Tant que la situation politique et économique mondiale restera instable, la demande sera sous pression et les producteurs devront gérer leurs stocks importants. Par conséquent, la pression sur les prix se maintiendra pendant les 2 à 3 prochaines années. Le secteur devra évoluer et innover. Après avoir discuté avec plusieurs détaillants et observé les participants aux salons du whisky, je pense que ce secteur doit redoubler d'efforts pour informer les nouveaux venus et faciliter la découverte de ses produits. Lorsque j'ai débuté dans le monde du whisky au début des années 2000, j'appréciais les dégustations organisées par Diageo pour ses malts classiques. Ces dégustations ont cessé depuis des années et, dans la plupart des salons, on retrouve souvent les mêmes personnes, avec peu de nouveaux visages. Le whisky est une boisson fascinante et l'innovation est essentielle pour attirer de nouveaux clients, notamment grâce à de nouvelles présentations et en multipliant les occasions de déguster ces produits. De nombreux produits issus de collaborations entre deux marques existent déjà ; ce secteur doit donc rechercher de nouveaux produits originaux, tout en veillant à proposer des produits de qualité à sa clientèle.

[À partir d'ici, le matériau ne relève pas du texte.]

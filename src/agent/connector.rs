//! Agent Connectors
//!
//! The transport used to reach a registered agent. Agents describe
//! themselves with [`AgentInfo`]; a [`ConnectorFactory`] turns that
//! description into an [`AgentConnector`] the registry keeps for dispatch.
//!
//! The shipped [`HttpConnector`] speaks JSON over HTTP:
//!
//! | Call | Request | Response |
//! |------|---------|----------|
//! | ping | `POST {address}/ping` | any 2xx |
//! | start task | `POST {address}/tasks` `{"taskType", "input"}` | `{"taskId"}` |

use std::collections::HashMap;
use std::fmt;
use std::sync::Arc;
use std::time::Duration;

use async_trait::async_trait;
use log::debug;
use serde::{Deserialize, Serialize};
use serde_json::Value;

use crate::error::{EngineError, Result};

/// Default timeout for a single request to an agent.
pub const DEFAULT_REQUEST_TIMEOUT: Duration = Duration::from_secs(30);

/// Wire protocol an agent is reached with.
#[derive(Serialize, Deserialize, Debug, Clone, Copy, PartialEq, Eq, Hash, Default)]
#[serde(rename_all = "lowercase")]
pub enum AgentProtocol {
    #[default]
    Http,
}

impl fmt::Display for AgentProtocol {
    fn fmt(&self, f: &mut fmt::Formatter<'_>) -> fmt::Result {
        match self {
            AgentProtocol::Http => f.write_str("http"),
        }
    }
}

/// A task type an agent can execute.
#[derive(Serialize, Deserialize, Debug, Clone, PartialEq)]
#[serde(rename_all = "camelCase")]
pub struct TaskDefinition {
    pub id: String,
    #[serde(default)]
    pub name: String,
    #[serde(default, skip_serializing_if = "Option::is_none")]
    pub description: Option<String>,
    /// Free-form schema of the task input
    #[serde(default, skip_serializing_if = "Option::is_none")]
    pub input_parameters: Option<Value>,
    /// Free-form schema of the task output
    #[serde(default, skip_serializing_if = "Option::is_none")]
    pub output_parameters: Option<Value>,
}

impl TaskDefinition {
    pub fn new(id: impl Into<String>) -> Self {
        let id = id.into();
        Self {
            name: id.clone(),
            id,
            description: None,
            input_parameters: None,
            output_parameters: None,
        }
    }
}

/// What an agent sends when it registers.
#[derive(Serialize, Deserialize, Debug, Clone, PartialEq)]
#[serde(rename_all = "camelCase")]
pub struct AgentInfo {
    pub name: String,
    #[serde(default)]
    pub version: String,
    /// Base address, e.g. `http://10.0.0.4:7070`
    pub address: String,
    #[serde(default)]
    pub protocol: AgentProtocol,
    #[serde(default)]
    pub supported_tasks: Vec<TaskDefinition>,
}

impl AgentInfo {
    pub fn new(name: impl Into<String>, address: impl Into<String>) -> Self {
        Self {
            name: name.into(),
            version: "1.0.0".to_string(),
            address: address.into(),
            protocol: AgentProtocol::Http,
            supported_tasks: Vec::new(),
        }
    }

    /// Declares support for a task type.
    pub fn with_task(mut self, task_type: impl Into<String>) -> Self {
        self.supported_tasks.push(TaskDefinition::new(task_type));
        self
    }
}

/// A live link to one agent.
#[async_trait]
pub trait AgentConnector: Send + Sync {
    /// Liveness probe
    async fn ping(&self) -> Result<()>;

    /// Asks the agent to start a task and returns the agent's task id.
    async fn start_task(&self, task_type: &str, input: &HashMap<String, Value>) -> Result<String>;
}

/// Builds connectors from registration info.
pub trait ConnectorFactory: Send + Sync {
    fn connect(&self, info: &AgentInfo) -> Result<Arc<dyn AgentConnector>>;
}

#[derive(Serialize)]
#[serde(rename_all = "camelCase")]
struct StartTaskRequest<'a> {
    task_type: &'a str,
    input: &'a HashMap<String, Value>,
}

#[derive(Deserialize)]
#[serde(rename_all = "camelCase")]
struct StartTaskResponse {
    task_id: String,
}

/// JSON-over-HTTP connector.
pub struct HttpConnector {
    client: reqwest::Client,
    base_url: String,
}

impl HttpConnector {
    pub fn new(address: &str, timeout: Duration) -> Result<Self> {
        let client = reqwest::Client::builder()
            .timeout(timeout)
            .build()
            .map_err(|e| EngineError::ConnectorUnavailable(format!("{}: {}", address, e)))?;

        Ok(Self {
            client,
            base_url: normalise_address(address)?,
        })
    }

    pub fn base_url(&self) -> &str {
        &self.base_url
    }
}

/// Adds a scheme when missing and strips trailing slashes.
fn normalise_address(address: &str) -> Result<String> {
    let trimmed = address.trim().trim_end_matches('/');
    if trimmed.is_empty() {
        return Err(EngineError::ConnectorUnavailable("empty agent address".to_string()));
    }
    if trimmed.starts_with("http://") || trimmed.starts_with("https://") {
        Ok(trimmed.to_string())
    } else {
        Ok(format!("http://{}", trimmed))
    }
}

#[async_trait]
impl AgentConnector for HttpConnector {
    async fn ping(&self) -> Result<()> {
        let url = format!("{}/ping", self.base_url);
        debug!("Pinging agent at {}", url);

        self.client
            .post(&url)
            .send()
            .await
            .and_then(|response| response.error_for_status())
            .map_err(|e| EngineError::ConnectorUnavailable(format!("ping {} failed: {}", url, e)))?;
        Ok(())
    }

    async fn start_task(&self, task_type: &str, input: &HashMap<String, Value>) -> Result<String> {
        let url = format!("{}/tasks", self.base_url);
        debug!("Starting task '{}' at {}", task_type, url);

        let response: StartTaskResponse = self
            .client
            .post(&url)
            .json(&StartTaskRequest { task_type, input })
            .send()
            .await?
            .error_for_status()?
            .json()
            .await?;

        if response.task_id.trim().is_empty() {
            return Err(EngineError::Dispatch(format!(
                "agent at {} returned an empty task id for '{}'",
                self.base_url, task_type
            )));
        }
        Ok(response.task_id)
    }
}

/// Builds [`HttpConnector`]s for every registration.
#[derive(Debug, Clone)]
pub struct HttpConnectorFactory {
    timeout: Duration,
}

impl HttpConnectorFactory {
    pub fn new(timeout: Duration) -> Self {
        Self { timeout }
    }
}

impl Default for HttpConnectorFactory {
    fn default() -> Self {
        Self::new(DEFAULT_REQUEST_TIMEOUT)
    }
}

impl ConnectorFactory for HttpConnectorFactory {
    fn connect(&self, info: &AgentInfo) -> Result<Arc<dyn AgentConnector>> {
        match info.protocol {
            AgentProtocol::Http => {
                let connector: Arc<dyn AgentConnector> =
                    Arc::new(HttpConnector::new(&info.address, self.timeout)?);
                Ok(connector)
            }
        }
    }
}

Lors de mon voyage à Édimbourg en octobre dernier, j'ai eu l'occasion de visiter les distilleries Holyrood et Port of Leith. Toutes deux ont mené de nombreuses expérimentations, notamment avec différents types de levures et d'orge. Les résultats étaient très prometteurs et ont permis d'élargir encore la palette aromatique des whiskies écossais. Autre tendance positive : l'amélioration des finitions en fûts de vin. Leur durée, qui est passée de quelques semaines ou mois à plusieurs mois, voire plusieurs années, permet d'obtenir un whisky souvent plus équilibré.